Provided entries Block Start

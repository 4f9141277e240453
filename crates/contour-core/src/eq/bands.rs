//! Band specifications and gain vector construction
//!
//! A [`BandSpec`] is one user-controlled rule: a scale factor applied over
//! one or more frequency windows. Compiling all specs against a transform
//! size yields a [`GainVector`] with one multiplicative gain per bin.

use crate::types::Sample;

/// A contiguous frequency interval in Hz, half-open: `[start_hz, end_hz)`
///
/// A bin whose center frequency falls inside the interval is covered.
#[derive(Debug, Clone, Copy, PartialEq)]
pub struct BandWindow {
    pub start_hz: f32,
    pub end_hz: f32,
}

impl BandWindow {
    pub fn new(start_hz: f32, end_hz: f32) -> Self {
        Self { start_hz, end_hz }
    }

    /// Check whether a frequency falls inside this window
    #[inline]
    pub fn contains(&self, freq_hz: f32) -> bool {
        freq_hz >= self.start_hz && freq_hz < self.end_hz
    }
}

/// One logical equalizer control: a scale over a set of frequency windows
///
/// Overlapping specs compose multiplicatively and order-independently.
/// Malformed windows (start >= end) simply cover nothing; validation is the
/// authoring layer's responsibility.
#[derive(Debug, Clone, PartialEq)]
pub struct BandSpec {
    /// Multiplicative gain, >= 0 (0 kills the band, 1 leaves it untouched)
    pub scale: Sample,
    pub windows: Vec<BandWindow>,
}

impl BandSpec {
    pub fn new(scale: Sample, windows: Vec<BandWindow>) -> Self {
        Self { scale, windows }
    }

    /// Check whether any window of this spec covers the frequency
    #[inline]
    fn covers(&self, freq_hz: f32) -> bool {
        self.windows.iter().any(|w| w.contains(freq_hz))
    }
}

/// Per-bin multiplicative gains for the non-negative-frequency half spectrum
///
/// Length is always `fft_size/2 + 1`; bins covered by no spec stay at 1.0.
#[derive(Debug, Clone, PartialEq)]
pub struct GainVector {
    gains: Vec<Sample>,
}

impl GainVector {
    /// Compile band specs into a gain vector
    ///
    /// Bin `i` sits at frequency `i * sample_rate / fft_size`; its gain is
    /// the product of every covering spec's scale. Pure and deterministic,
    /// safe to call repeatedly and concurrently.
    pub fn build(specs: &[BandSpec], fft_size: usize, sample_rate: u32) -> Self {
        let num_bins = fft_size / 2 + 1;
        let bin_width = sample_rate as f32 / fft_size as f32;

        let gains = (0..num_bins)
            .map(|bin| {
                let freq = bin as f32 * bin_width;
                specs
                    .iter()
                    .filter(|spec| spec.covers(freq))
                    .map(|spec| spec.scale)
                    .product::<Sample>()
            })
            .collect();

        Self { gains }
    }

    /// A unity vector for the given transform size (no bands applied)
    pub fn identity(fft_size: usize) -> Self {
        Self {
            gains: vec![1.0; fft_size / 2 + 1],
        }
    }

    /// Number of bins (`fft_size/2 + 1`)
    #[inline]
    pub fn len(&self) -> usize {
        self.gains.len()
    }

    #[inline]
    pub fn is_empty(&self) -> bool {
        self.gains.is_empty()
    }

    /// Gain for one bin
    #[inline]
    pub fn gain(&self, bin: usize) -> Sample {
        self.gains[bin]
    }

    /// All bin gains, DC first
    #[inline]
    pub fn as_slice(&self) -> &[Sample] {
        &self.gains
    }
}

#[cfg(test)]
mod tests {
    use super::*;

    fn bin_for_freq(freq: f32, fft_size: usize, sample_rate: u32) -> usize {
        (freq * fft_size as f32 / sample_rate as f32).round() as usize
    }

    #[test]
    fn test_uncovered_bins_stay_unity() {
        let specs = [BandSpec::new(0.5, vec![BandWindow::new(100.0, 200.0)])];
        let gains = GainVector::build(&specs, 2048, 48_000);

        assert_eq!(gains.len(), 1025);
        assert_eq!(gains.gain(0), 1.0);
        assert_eq!(gains.gain(1024), 1.0);
    }

    #[test]
    fn test_overlapping_specs_compose_multiplicatively() {
        // The concrete scenario: 0.8 over [0, 500) plus 0.5 over [100, 200)
        let specs = [
            BandSpec::new(0.8, vec![BandWindow::new(0.0, 500.0)]),
            BandSpec::new(0.5, vec![BandWindow::new(100.0, 200.0)]),
        ];
        let gains = GainVector::build(&specs, 2048, 48_000);

        let at_50 = gains.gain(bin_for_freq(50.0, 2048, 48_000));
        let at_150 = gains.gain(bin_for_freq(150.0, 2048, 48_000));
        let at_1000 = gains.gain(bin_for_freq(1000.0, 2048, 48_000));

        assert!((at_50 - 0.8).abs() < 1e-6);
        assert!((at_150 - 0.4).abs() < 1e-6);
        assert!((at_1000 - 1.0).abs() < 1e-6);
    }

    #[test]
    fn test_order_independence() {
        let a = BandSpec::new(0.7, vec![BandWindow::new(0.0, 4000.0)]);
        let b = BandSpec::new(1.5, vec![BandWindow::new(1000.0, 2000.0)]);

        let forward = GainVector::build(&[a.clone(), b.clone()], 1024, 44_100);
        let reverse = GainVector::build(&[b, a], 1024, 44_100);
        assert_eq!(forward, reverse);
    }

    #[test]
    fn test_half_open_window_boundary() {
        // Bin at exactly end_hz is NOT covered
        let sample_rate = 44_100;
        let fft_size = 1024;
        let bin_width = sample_rate as f32 / fft_size as f32;
        let end = bin_width * 10.0;

        let specs = [BandSpec::new(0.0, vec![BandWindow::new(0.0, end)])];
        let gains = GainVector::build(&specs, fft_size, sample_rate);

        assert_eq!(gains.gain(9), 0.0);
        assert_eq!(gains.gain(10), 1.0);
    }

    #[test]
    fn test_disjoint_windows_one_spec() {
        let specs = [BandSpec::new(
            0.25,
            vec![BandWindow::new(0.0, 100.0), BandWindow::new(1000.0, 1100.0)],
        )];
        let gains = GainVector::build(&specs, 2048, 48_000);

        assert!((gains.gain(bin_for_freq(50.0, 2048, 48_000)) - 0.25).abs() < 1e-6);
        assert!((gains.gain(bin_for_freq(1050.0, 2048, 48_000)) - 0.25).abs() < 1e-6);
        assert!((gains.gain(bin_for_freq(500.0, 2048, 48_000)) - 1.0).abs() < 1e-6);
    }

    #[test]
    fn test_identity() {
        let gains = GainVector::identity(256);
        assert_eq!(gains.len(), 129);
        assert!(gains.as_slice().iter().all(|&g| g == 1.0));
    }
}
//! Multi-source mixer.
//!
//! Sums named sources into one output buffer with per-source gains, then
//! applies a single global peak normalization so the result never clips.
//! Mute and solo are both expressed through the gain map: a muted source
//! carries gain zero, and solo is the caller zeroing every other source.

use std::collections::HashMap;
use std::sync::Arc;

use thiserror::Error;

use crate::types::{Sample, SampleBuffer};

#[derive(Debug, Error)]
pub enum MixerError {
    #[error("no sources to mix")]
    NoSources,

    /// Sources must be resampled to a common rate before mixing
    #[error("source \"{name}\" is at {got} Hz, expected {expected} Hz")]
    SampleRateMismatch {
        name: String,
        expected: u32,
        got: u32,
    },
}

/// A source with a stable display name used to look up its gain.
#[derive(Clone)]
pub struct NamedSource {
    pub name: String,
    pub buffer: Arc<SampleBuffer>,
}

impl NamedSource {
    pub fn new(name: impl Into<String>, buffer: Arc<SampleBuffer>) -> Self {
        NamedSource {
            name: name.into(),
            buffer,
        }
    }
}

fn gain_for(gains: &HashMap<String, Sample>, name: &str) -> Sample {
    gains.get(name).copied().unwrap_or(1.0)
}

/// Mix `sources` into a single buffer.
///
/// Every buffer in one mix must already share a sample rate; a mismatch is
/// rejected with [`MixerError::SampleRateMismatch`] rather than silently
/// producing pitch-shifted output.
///
/// A source is active when its gain is positive; a missing gain entry
/// defaults to 1.0. The output takes its sample rate, channel count, and
/// length from the first active source; shorter sources contribute zeros
/// past their end, and a source with fewer channels than the output
/// repeats its last channel for the remainder. When every source is
/// inactive the result is a silent buffer shaped like the first source.
///
/// If the summed peak exceeds 1.0, every channel is scaled by the same
/// `1.0 / peak` so inter-channel balance is preserved.
pub fn mix(
    sources: &[NamedSource],
    gains: &HashMap<String, Sample>,
) -> Result<SampleBuffer, MixerError> {
    let first = sources.first().ok_or(MixerError::NoSources)?;

    let expected = first.buffer.sample_rate();
    if let Some(off) = sources.iter().find(|s| s.buffer.sample_rate() != expected) {
        return Err(MixerError::SampleRateMismatch {
            name: off.name.clone(),
            expected,
            got: off.buffer.sample_rate(),
        });
    }

    let active: Vec<&NamedSource> = sources
        .iter()
        .filter(|source| gain_for(gains, &source.name) > 0.0)
        .collect();

    let shape = active.first().map(|source| &source.buffer).unwrap_or(&first.buffer);
    let mut out = SampleBuffer::silence(shape.sample_rate(), shape.num_channels(), shape.len());
    if active.is_empty() {
        log::debug!("mix: all {} sources muted, emitting silence", sources.len());
        return Ok(out);
    }

    for source in &active {
        let gain = gain_for(gains, &source.name);
        let buffer = &source.buffer;
        for ch in 0..out.num_channels() {
            // Upmix by repeating the source's last channel.
            let src_ch = ch.min(buffer.num_channels() - 1);
            let samples = buffer.channel(src_ch);
            let dst = out.channel_mut(ch);
            for (i, sample) in samples.iter().take(dst.len()).enumerate() {
                dst[i] += gain * sample;
            }
        }
    }

    let peak = out.peak();
    if peak > 1.0 {
        log::debug!("mix: normalizing peak {peak:.3} down to 1.0");
        out.scale(1.0 / peak);
    }
    Ok(out)
}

Provided entries Block End

_Exercise brief_
Each line of the entries above that contains "build" must be copied into the answer.

_Task result_
    pub fn build(specs: &[BandSpec], fft_size: usize, sample_rate: u32) -> Self {
        let gains = GainVector::build(&specs, 2048, 48_000);
        let gains = GainVector::build(&specs, 2048, 48_000);
        let forward = GainVector::build(&[a.clone(), b.clone()], 1024, 44_100);
        let reverse = GainVector::build(&[b, a], 1024, 44_100);
        let gains = GainVector::build(&specs, fft_size, sample_rate);
        let gains = GainVector::build(&specs, 2048, 48_000);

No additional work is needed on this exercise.